Corruption in South Africa

 

Corruption puts South Africa in peril

 

When corruption becomes endemic, it is not just isolated individuals or parts of the economy that are undermined, but the rules of the game are changed possibly irreversibly. This can have far-reaching consequences  The body politic ails grievously as a result.  Corruption is putting the stability of South Africa’s democracy at risk.

Bribery could become the identifying character of this struggling country, whose early idealism has been so badly shaken. Corruption accounts (at least in part) for the loss of trust in its political system. Politicians who have lost sight of their purpose are easy targets of those that would corrupt them. To what extent is the loss of purpose of the ANC a cause of corruption and to what extent a consequence?

When a businessman is able to use his influence with the President to put his favoured politician into a political job, the point of the democratic system is compromised. If private interest rather than votes determine who rules a country, the public is disenfranchised. Principles of integrity and accountability at the heart of a democracy no longer apply. Democracy takes a jolt.

This has consequences that go beyond mere voting. Persuading people to obey laws when the system of making laws is tainted becomes impossible. Cynicism about the value and fairness of society itself is confirmed. Rising violence becomes an option when the democratic forum loses its credibility to settle the needs and anxieties of the poor, the alienated and the disenfranchised.

That is the deeper implications of the deleterious efforts, for example, of the Guptas, a business family in South Africa.

The destruction of social and democratic capital results from mere opportunist efforts to grab wealth. A fragile democracy and a poor population cannot afford such shocks.

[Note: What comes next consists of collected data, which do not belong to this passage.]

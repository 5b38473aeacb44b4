// src/config.rs
use ::config::{Config, ConfigError, Environment, File};
use serde::Deserialize;

#[derive(Debug, Deserialize, Clone, Default)]
#[serde(default)]
pub struct Settings {
    pub server: ServerConfig,
    pub database: DatabaseConfig,
    pub auth: AuthConfig,
    pub rate_limit: RateLimitConfig,
    pub history: HistoryConfig,
}

#[derive(Debug, Deserialize, Clone)]
#[serde(default)]
pub struct ServerConfig {
    pub host: String,
    pub port: u16,
    pub max_workers: usize,
    /// Passed to env_logger when RUST_LOG is unset.
    pub log_level: String,
}

impl Default for ServerConfig {
    fn default() -> Self {
        Self {
            host: "127.0.0.1".to_string(),
            port: 3000,
            max_workers: 8,
            log_level: "info".to_string(),
        }
    }
}

#[derive(Debug, Deserialize, Clone)]
#[serde(default)]
pub struct DatabaseConfig {
    pub path: String,
    pub schema_path: String,
    /// How long a write waits on SQLite's lock before failing as transient.
    pub busy_timeout_ms: u64,
}

impl Default for DatabaseConfig {
    fn default() -> Self {
        Self {
            path: "buyer_leads.sqlite3".to_string(),
            schema_path: "sql/schema.sql".to_string(),
            busy_timeout_ms: 5_000,
        }
    }
}

#[derive(Debug, Deserialize, Clone)]
#[serde(default)]
pub struct AuthConfig {
    pub cookie_name: String,
    pub session_ttl_secs: i64,
    pub secure_cookies: bool,
    pub demo_email: String,
    pub demo_password: String,
}

impl Default for AuthConfig {
    fn default() -> Self {
        Self {
            cookie_name: "session".to_string(),
            session_ttl_secs: 60 * 60 * 24 * 7, // 7 days
            secure_cookies: false,
            demo_email: "demo@email.com".to_string(),
            demo_password: "demo1234".to_string(),
        }
    }
}

#[derive(Debug, Deserialize, Clone)]
#[serde(default)]
pub struct RateLimitConfig {
    pub window_secs: i64,
    pub max_requests: i64,
}

impl Default for RateLimitConfig {
    fn default() -> Self {
        Self {
            window_secs: 60,
            max_requests: 10,
        }
    }
}

#[derive(Debug, Deserialize, Clone)]
#[serde(default)]
pub struct HistoryConfig {
    /// Number of history entries returned alongside a buyer.
    pub recent_limit: usize,
}

impl Default for HistoryConfig {
    fn default() -> Self {
        Self { recent_limit: 5 }
    }
}

impl Settings {
    /// Defaults, then `config/settings.{toml,yaml,json}`, then `APP__SECTION__KEY` env vars.
    pub fn load() -> Result<Self, ConfigError> {
        dotenvy::dotenv().ok();

        let config = Config::builder()
            .add_source(File::with_name("config/settings").required(false))
            // Example: APP__DATABASE__PATH=/var/lib/leads.sqlite3
            .add_source(
                Environment::with_prefix("APP")
                    .prefix_separator("__")
                    .separator("__")
                    .try_parsing(true),
            )
            .build()?;

        let settings: Settings = config.try_deserialize()?;
        settings.validate()?;
        Ok(settings)
    }

    fn validate(&self) -> Result<(), ConfigError> {
        if self.server.max_workers == 0 {
            return Err(ConfigError::Message(
                "server.max_workers must be at least 1".into(),
            ));
        }
        if self.rate_limit.window_secs <= 0 || self.rate_limit.max_requests <= 0 {
            return Err(ConfigError::Message(
                "rate_limit.window_secs and rate_limit.max_requests must be positive".into(),
            ));
        }
        if self.history.recent_limit == 0 {
            return Err(ConfigError::Message(
                "history.recent_limit must be at least 1".into(),
            ));
        }
        Ok(())
    }
}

The President selects his own appointees on the basis that they are (in his estimation) to the benefit of the country in an open democracy. Not a bunch of businessmen out for themselves and seeking secret advantage.

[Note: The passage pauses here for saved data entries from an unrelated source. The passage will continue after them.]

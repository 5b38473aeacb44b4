// src/auth/cookies.rs
use astra::Request;

use crate::config::AuthConfig;

/// Value of the named cookie from the request's `Cookie` header(s).
pub fn read_cookie(req: &Request, name: &str) -> Option<String> {
    req.headers()
        .get_all("Cookie")
        .iter()
        .filter_map(|v| v.to_str().ok())
        .flat_map(|header| header.split(';'))
        .filter_map(|pair| pair.trim().split_once('='))
        .find(|(k, _)| *k == name)
        .map(|(_, v)| v.to_string())
}

pub fn session_cookie(cfg: &AuthConfig, token: &str) -> String {
    build(cfg, token, cfg.session_ttl_secs)
}

pub fn clear_session_cookie(cfg: &AuthConfig) -> String {
    build(cfg, "", 0)
}

fn build(cfg: &AuthConfig, value: &str, max_age: i64) -> String {
    let mut cookie = format!(
        "{}={}; HttpOnly; SameSite=Lax; Path=/; Max-Age={}",
        cfg.cookie_name, value, max_age
    );
    if cfg.secure_cookies {
        cookie.push_str("; Secure");
    }
    cookie
}
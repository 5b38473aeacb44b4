pub mod components;
pub mod layouts;
pub mod pages;

pub use components::{card, field_row, html_error_response};
pub use layouts::desktop::desktop_layout;
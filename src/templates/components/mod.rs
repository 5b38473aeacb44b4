use maud::{html, Markup};

pub mod error;

pub use error::html_error_response;

pub fn card(title: &str, body: Markup) -> Markup {
    html! {
        section class="card" {
            h3 { (title) }
            div class="card-body" {
                (body)
            }
        }
    }
}

/// A `label: value` row; blank values render as a dash.
pub fn field_row(label: &str, value: Option<String>) -> Markup {
    html! {
        div class="field" {
            dt { (label) }
            dd { (value.filter(|v| !v.is_empty()).unwrap_or_else(|| "-".to_string())) }
        }
    }
}
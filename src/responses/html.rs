use crate::errors::ServerError;
use crate::responses::ResultResp;
use astra::{Body, ResponseBuilder};
use maud::Markup;

pub fn html_response(markup: Markup) -> ResultResp {
    ResponseBuilder::new()
        .status(200)
        .header("Content-Type", mime::TEXT_HTML_UTF_8.as_ref())
        .body(Body::from(markup.into_string()))
        .map_err(|_| ServerError::InternalError)
}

South Africa has a modern and well regarded constitution. No other group (from any part of society) can do more than lobby or recommend someone whose position  is determined by the President.

Their target was gaining secret advantage. Their goal was creaming commissions from state owned assets. Their instrument was a President and his cronies, who hold the keys to the public assets.

Daily revelations suggest that the payment of bribes in South Africa (and their international laundering) is of such a magnitude to both .diminish the society’s purse and its self-confidence.

The outing and public humiliation of the bribe payers and the recipients of the bribes is the only way for the democratic system to sustain itself in South Africa. We wait and see if those policing and controlling the country’s beloved constitution have enough healthy red and white cells to push out the cancer in its midst.

Facilitation Payments: Thin end of the wedge?

 

If you believe rules are made to be broken, you will favour and unashamedly accept facilitation payments. FPs are bribes that help the payer get round established rules. So a university requires a student to have a certain grade and you go to the head of the college and ask to endow a library to help your child who lacks the grade obtain entry to the college. The payment is merely facilitating him or her to jump the queue. In the case of the FP, the briber makes the approach, while the representative of the ‘system’ is prepared to break the rules of the institution.

The FP relates to a specific goal and specific institutional rules. It may seek to bring the payer an advantage but it is only an advantage to ensure the goal is met  Once the goal has been ‘facilitated’, there is no scope or need for further payment. That is not to say that the payer may not seek to blackmail the recipient of the bribe (who of course has taken the bribe secretly and can not therefore be disclosed as receiving it) into further breaches of his rules. But the recipient has taken the money with his eyes open and the buck stops with him.